- WORK ITEM
Below are some records; output exactly the lines from the line with "repository 661c00aff5916888" to the line with "this in the default", both ends kept, and nothing more.
━━ AVAILABLE DATA
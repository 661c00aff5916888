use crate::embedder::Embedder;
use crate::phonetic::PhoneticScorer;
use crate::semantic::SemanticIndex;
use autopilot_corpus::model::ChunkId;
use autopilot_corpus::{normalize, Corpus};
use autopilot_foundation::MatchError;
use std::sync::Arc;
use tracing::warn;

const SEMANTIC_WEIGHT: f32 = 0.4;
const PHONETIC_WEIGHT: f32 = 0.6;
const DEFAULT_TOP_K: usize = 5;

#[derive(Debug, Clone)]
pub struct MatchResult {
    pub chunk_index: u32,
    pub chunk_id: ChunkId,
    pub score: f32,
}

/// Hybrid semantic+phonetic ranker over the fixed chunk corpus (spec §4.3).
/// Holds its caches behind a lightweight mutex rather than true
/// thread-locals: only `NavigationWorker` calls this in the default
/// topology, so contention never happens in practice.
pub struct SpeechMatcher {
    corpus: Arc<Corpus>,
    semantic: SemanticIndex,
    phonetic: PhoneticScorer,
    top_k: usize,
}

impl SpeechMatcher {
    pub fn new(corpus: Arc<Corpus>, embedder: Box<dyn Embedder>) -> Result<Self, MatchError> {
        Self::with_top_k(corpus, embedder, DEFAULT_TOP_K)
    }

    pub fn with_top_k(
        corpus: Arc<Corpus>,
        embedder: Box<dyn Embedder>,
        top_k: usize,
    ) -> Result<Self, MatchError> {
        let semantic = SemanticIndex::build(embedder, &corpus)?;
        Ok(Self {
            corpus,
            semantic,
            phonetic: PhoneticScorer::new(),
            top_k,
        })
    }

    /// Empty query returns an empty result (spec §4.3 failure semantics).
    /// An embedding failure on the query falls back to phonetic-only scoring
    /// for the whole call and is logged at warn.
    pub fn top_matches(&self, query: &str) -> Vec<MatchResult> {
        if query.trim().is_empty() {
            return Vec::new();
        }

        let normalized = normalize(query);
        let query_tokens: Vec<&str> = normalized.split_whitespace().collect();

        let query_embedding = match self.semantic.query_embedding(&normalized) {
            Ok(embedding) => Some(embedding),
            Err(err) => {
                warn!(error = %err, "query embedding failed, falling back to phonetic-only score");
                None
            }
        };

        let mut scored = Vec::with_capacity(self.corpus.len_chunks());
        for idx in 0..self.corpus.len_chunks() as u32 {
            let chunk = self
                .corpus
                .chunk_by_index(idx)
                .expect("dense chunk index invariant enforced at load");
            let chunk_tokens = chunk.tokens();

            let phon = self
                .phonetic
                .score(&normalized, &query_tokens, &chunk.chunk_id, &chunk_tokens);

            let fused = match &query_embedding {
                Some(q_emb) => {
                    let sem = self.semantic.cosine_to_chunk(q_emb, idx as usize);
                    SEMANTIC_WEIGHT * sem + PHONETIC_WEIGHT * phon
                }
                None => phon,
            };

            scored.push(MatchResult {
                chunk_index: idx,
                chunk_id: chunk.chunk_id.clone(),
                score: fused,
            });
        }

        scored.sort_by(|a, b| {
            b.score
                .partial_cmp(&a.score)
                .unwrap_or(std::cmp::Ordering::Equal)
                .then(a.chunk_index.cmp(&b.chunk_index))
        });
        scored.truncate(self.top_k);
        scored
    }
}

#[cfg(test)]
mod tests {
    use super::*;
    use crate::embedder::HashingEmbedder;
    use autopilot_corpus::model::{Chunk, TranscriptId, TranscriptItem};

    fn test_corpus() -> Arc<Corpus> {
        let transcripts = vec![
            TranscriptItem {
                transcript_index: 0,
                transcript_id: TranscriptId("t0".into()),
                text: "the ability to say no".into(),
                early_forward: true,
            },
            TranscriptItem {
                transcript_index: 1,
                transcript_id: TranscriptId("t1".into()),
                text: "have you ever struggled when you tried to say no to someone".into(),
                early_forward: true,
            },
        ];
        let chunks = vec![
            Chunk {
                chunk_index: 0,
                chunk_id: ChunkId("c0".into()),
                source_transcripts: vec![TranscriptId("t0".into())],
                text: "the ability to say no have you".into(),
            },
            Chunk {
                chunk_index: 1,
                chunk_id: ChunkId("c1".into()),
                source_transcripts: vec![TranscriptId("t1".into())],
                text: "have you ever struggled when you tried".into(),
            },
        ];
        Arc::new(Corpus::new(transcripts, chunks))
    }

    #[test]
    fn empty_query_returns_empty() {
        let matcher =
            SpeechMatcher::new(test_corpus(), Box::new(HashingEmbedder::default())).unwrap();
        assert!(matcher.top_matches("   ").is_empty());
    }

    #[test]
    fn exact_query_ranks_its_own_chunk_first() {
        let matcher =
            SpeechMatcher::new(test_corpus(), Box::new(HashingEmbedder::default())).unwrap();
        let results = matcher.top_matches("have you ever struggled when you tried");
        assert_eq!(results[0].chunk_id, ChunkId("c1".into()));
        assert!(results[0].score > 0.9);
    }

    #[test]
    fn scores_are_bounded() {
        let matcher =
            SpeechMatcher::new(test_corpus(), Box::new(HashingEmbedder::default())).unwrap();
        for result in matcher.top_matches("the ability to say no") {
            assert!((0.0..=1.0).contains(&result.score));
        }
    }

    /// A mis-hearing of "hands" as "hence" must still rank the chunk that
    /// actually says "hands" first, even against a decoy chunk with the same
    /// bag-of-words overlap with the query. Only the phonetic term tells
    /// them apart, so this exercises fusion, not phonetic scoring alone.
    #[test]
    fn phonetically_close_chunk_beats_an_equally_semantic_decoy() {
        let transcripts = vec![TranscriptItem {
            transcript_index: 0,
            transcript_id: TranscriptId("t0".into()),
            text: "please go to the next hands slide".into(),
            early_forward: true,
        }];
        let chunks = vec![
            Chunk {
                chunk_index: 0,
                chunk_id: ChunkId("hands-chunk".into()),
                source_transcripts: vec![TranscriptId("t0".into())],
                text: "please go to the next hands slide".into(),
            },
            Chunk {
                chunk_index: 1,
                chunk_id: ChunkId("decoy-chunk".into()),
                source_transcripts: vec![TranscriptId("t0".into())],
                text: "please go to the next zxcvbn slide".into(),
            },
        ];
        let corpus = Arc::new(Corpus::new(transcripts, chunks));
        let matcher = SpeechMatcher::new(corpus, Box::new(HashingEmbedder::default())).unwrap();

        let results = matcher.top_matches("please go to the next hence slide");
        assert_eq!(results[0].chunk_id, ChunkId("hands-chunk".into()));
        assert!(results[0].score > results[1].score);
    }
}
━━━━
━━ AVAILABLE DATA
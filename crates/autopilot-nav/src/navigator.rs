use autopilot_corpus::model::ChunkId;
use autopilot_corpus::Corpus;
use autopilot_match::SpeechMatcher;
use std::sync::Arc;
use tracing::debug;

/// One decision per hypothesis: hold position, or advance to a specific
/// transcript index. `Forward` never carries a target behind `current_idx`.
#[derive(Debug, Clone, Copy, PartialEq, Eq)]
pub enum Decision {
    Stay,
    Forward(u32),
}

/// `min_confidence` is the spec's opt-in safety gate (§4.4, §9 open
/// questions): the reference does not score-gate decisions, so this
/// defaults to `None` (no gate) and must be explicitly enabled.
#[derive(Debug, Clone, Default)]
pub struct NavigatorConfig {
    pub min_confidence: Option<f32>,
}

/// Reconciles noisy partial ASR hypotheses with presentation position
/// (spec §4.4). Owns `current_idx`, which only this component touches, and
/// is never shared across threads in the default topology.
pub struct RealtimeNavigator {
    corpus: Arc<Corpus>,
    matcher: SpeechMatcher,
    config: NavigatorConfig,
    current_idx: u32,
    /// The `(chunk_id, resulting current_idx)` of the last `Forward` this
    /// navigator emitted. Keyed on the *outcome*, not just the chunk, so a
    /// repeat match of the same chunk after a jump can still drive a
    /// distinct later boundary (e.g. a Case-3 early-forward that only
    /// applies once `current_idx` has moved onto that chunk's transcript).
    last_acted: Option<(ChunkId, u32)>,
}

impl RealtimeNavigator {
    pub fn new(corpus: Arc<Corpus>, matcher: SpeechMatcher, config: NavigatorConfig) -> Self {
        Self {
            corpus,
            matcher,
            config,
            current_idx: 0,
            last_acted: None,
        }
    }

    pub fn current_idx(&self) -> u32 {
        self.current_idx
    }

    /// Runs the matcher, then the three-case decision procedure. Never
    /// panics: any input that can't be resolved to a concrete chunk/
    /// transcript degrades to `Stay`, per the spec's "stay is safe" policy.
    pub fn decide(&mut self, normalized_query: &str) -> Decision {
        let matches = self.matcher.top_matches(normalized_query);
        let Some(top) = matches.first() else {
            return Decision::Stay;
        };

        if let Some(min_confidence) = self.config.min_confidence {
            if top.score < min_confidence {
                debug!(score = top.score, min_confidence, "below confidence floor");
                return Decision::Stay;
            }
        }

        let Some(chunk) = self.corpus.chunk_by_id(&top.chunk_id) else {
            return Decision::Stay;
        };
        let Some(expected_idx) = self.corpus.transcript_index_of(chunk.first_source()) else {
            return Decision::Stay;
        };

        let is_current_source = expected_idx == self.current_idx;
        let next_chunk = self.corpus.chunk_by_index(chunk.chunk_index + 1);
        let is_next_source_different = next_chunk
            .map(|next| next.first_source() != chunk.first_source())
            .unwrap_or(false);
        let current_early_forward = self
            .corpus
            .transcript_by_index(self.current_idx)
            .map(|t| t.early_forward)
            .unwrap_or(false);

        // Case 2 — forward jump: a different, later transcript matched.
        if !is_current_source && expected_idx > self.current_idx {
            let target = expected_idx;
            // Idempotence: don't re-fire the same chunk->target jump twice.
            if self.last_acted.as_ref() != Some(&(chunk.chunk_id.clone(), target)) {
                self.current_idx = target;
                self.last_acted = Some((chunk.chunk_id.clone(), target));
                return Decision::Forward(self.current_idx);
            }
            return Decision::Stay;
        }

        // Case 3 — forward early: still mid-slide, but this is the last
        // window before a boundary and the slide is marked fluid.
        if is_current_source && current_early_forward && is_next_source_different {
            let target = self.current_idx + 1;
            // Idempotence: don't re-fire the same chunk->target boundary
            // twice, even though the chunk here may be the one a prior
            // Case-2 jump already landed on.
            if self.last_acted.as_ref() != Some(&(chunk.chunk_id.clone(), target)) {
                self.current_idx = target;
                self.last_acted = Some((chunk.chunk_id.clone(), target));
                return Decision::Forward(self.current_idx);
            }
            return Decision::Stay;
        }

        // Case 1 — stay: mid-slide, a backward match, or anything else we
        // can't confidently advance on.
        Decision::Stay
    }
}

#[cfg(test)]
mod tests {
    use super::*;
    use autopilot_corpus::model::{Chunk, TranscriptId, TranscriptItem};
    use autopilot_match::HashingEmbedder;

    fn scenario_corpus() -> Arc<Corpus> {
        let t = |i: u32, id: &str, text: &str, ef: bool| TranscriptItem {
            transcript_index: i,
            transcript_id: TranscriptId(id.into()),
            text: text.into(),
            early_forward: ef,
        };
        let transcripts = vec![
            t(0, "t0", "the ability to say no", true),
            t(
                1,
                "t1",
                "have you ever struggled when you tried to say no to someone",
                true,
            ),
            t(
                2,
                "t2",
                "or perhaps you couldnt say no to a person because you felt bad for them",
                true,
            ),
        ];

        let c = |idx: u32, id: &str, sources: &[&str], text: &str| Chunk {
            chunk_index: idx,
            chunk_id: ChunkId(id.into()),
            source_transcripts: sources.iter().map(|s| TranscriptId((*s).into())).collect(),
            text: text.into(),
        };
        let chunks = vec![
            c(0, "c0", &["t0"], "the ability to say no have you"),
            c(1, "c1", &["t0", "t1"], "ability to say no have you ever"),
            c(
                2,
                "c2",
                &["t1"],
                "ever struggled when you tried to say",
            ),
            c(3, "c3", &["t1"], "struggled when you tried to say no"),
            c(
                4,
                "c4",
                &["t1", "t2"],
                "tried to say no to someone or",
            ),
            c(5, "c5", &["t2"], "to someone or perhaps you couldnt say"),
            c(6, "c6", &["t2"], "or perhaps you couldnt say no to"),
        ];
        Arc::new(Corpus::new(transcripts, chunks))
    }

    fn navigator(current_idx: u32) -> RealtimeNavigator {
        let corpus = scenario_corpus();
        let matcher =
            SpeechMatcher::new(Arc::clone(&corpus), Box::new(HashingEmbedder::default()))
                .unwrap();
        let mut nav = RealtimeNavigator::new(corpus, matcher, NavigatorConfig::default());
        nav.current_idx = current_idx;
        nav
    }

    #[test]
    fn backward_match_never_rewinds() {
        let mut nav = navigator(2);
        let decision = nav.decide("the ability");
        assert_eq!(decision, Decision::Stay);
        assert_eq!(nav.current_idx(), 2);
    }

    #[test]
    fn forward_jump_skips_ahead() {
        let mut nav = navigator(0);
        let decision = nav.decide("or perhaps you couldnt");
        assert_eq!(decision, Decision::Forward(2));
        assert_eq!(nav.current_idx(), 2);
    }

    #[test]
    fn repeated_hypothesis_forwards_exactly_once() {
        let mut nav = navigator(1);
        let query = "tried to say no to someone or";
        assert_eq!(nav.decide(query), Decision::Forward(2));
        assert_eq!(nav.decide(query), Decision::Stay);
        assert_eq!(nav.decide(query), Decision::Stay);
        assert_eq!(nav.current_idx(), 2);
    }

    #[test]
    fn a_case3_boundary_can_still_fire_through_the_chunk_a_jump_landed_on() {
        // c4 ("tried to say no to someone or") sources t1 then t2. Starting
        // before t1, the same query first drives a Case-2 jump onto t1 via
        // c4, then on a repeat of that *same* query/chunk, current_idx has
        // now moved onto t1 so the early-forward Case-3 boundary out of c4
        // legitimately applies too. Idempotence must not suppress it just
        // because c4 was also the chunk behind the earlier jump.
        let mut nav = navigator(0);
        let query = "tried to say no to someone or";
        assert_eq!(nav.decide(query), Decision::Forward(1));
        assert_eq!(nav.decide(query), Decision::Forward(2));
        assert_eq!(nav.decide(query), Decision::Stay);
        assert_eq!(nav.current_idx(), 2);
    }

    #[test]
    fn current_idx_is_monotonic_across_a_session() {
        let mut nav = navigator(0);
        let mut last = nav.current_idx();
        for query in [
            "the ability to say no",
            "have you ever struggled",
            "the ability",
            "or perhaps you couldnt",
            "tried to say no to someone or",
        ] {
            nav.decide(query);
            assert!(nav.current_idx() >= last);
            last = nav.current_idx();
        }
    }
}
━━━━
- YOUR SOLUTION
repository 661c00aff5916888
use crate::embedder::Embedder;
use crate::phonetic::PhoneticScorer;
use crate::semantic::SemanticIndex;
use autopilot_corpus::model::ChunkId;
use autopilot_corpus::{normalize, Corpus};
use autopilot_foundation::MatchError;
use std::sync::Arc;
use tracing::warn;

const SEMANTIC_WEIGHT: f32 = 0.4;
const PHONETIC_WEIGHT: f32 = 0.6;
const DEFAULT_TOP_K: usize = 5;

#[derive(Debug, Clone)]
pub struct MatchResult {
    pub chunk_index: u32,
    pub chunk_id: ChunkId,
    pub score: f32,
}

/// Hybrid semantic+phonetic ranker over the fixed chunk corpus (spec §4.3).
/// Holds its caches behind a lightweight mutex rather than true
/// thread-locals: only `NavigationWorker` calls this in the default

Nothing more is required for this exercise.